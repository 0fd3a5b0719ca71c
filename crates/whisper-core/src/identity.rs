//! Actor identity.

use serde::{Deserialize, Serialize};
use uuid::Uuid;

/// Stable identifier for an authenticated user.
#[derive(Debug, Clone, Copy, PartialEq, Eq, Hash, Serialize, Deserialize)]
pub struct UserId(pub Uuid);

impl std::fmt::Display for UserId {
    fn fmt(&self, f: &mut std::fmt::Formatter<'_>) -> std::fmt::Result {
        self.0.fmt(f)
    }
}

/// The authenticated actor.
///
/// Created on successful sign-in, torn down on sign-out, and threaded
/// explicitly into every component that performs a write. There is no
/// ambient global identity.
#[derive(Debug, Clone, PartialEq, Eq, Serialize, Deserialize)]
pub struct Session {
    /// The actor's stable id.
    pub user_id: UserId,
    /// The actor's email, used as the display label throughout the UI.
    pub email: String,
}

impl Session {
    /// Create a session for the given identity.
    pub fn new(user_id: UserId, email: impl Into<String>) -> Self {
        Self { user_id, email: email.into() }
    }
}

-=-=-=-=-

◆ Task requirements
Every entry above, from first to last, should be repeated exactly.

◆ Answer space
repository 0fd3a5b0719ca71c
filename crates/whisper-core/src/identity.rs
//! Actor identity.

use serde::{Deserialize, Serialize};
use uuid::Uuid;

/// Stable identifier for an authenticated user.
#[derive(Debug, Clone, Copy, PartialEq, Eq, Hash, Serialize, Deserialize)]
pub struct UserId(pub Uuid);

impl std::fmt::Display for UserId {
    fn fmt(&self, f: &mut std::fmt::Formatter<'_>) -> std::fmt::Result {
        self.0.fmt(f)
    }
}

/// The authenticated actor.
///
/// Created on successful sign-in, torn down on sign-out, and threaded
/// explicitly into every component that performs a write. There is no
/// ambient global identity.
#[derive(Debug, Clone, PartialEq, Eq, Serialize, Deserialize)]
pub struct Session {
    /// The actor's stable id.
    pub user_id: UserId,
    /// The actor's email, used as the display label throughout the UI.
    pub email: String,
}

impl Session {
    /// Create a session for the given identity.
    pub fn new(user_id: UserId, email: impl Into<String>) -> Self {
        Self { user_id, email: email.into() }
    }
}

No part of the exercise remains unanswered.